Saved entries
------------------------------------------------
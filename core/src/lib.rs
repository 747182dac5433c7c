//! Core library for tablerpc: a columnar, Arrow-IPC-based RPC runtime
//! served over either a single duplex pipe or stateless HTTP.
//!
//! [`ipc`] and [`codec`] define the wire format; [`registry`] holds the
//! method table and per-call handler contract; [`dispatch`] turns one
//! request into a response for each transport's shape; [`server`] and
//! [`client`] wire those pieces to an actual connection.

pub mod client;
pub mod codec;
pub mod constants;
pub mod dispatch;
pub mod error;
pub mod ipc;
pub mod registry;
pub mod server;
pub mod token;

pub use error::{Result, RpcError};
pub use ipc::{Batch, DataKind, Field, Schema, Value};
pub use registry::{HandlerContext, Method, Protocol, Row, StreamHandler, UnaryHandler};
------------------------------------------------
__Task goal__:
Write each entry out again, exactly as it reads above.

__Answer section__:
filename core/src/lib.rs
repository 747182dac5433c7c
//! Core library for tablerpc: a columnar, Arrow-IPC-based RPC runtime
//! served over either a single duplex pipe or stateless HTTP.
//!
//! [`ipc`] and [`codec`] define the wire format; [`registry`] holds the
//! method table and per-call handler contract; [`dispatch`] turns one
//! request into a response for each transport's shape; [`server`] and
//! [`client`] wire those pieces to an actual connection.

pub mod client;
pub mod codec;
pub mod constants;
pub mod dispatch;
pub mod error;
pub mod ipc;
pub mod registry;
pub mod server;
pub mod token;

pub use error::{Result, RpcError};
pub use ipc::{Batch, DataKind, Field, Schema, Value};
pub use registry::{HandlerContext, Method, Protocol, Row, StreamHandler, UnaryHandler};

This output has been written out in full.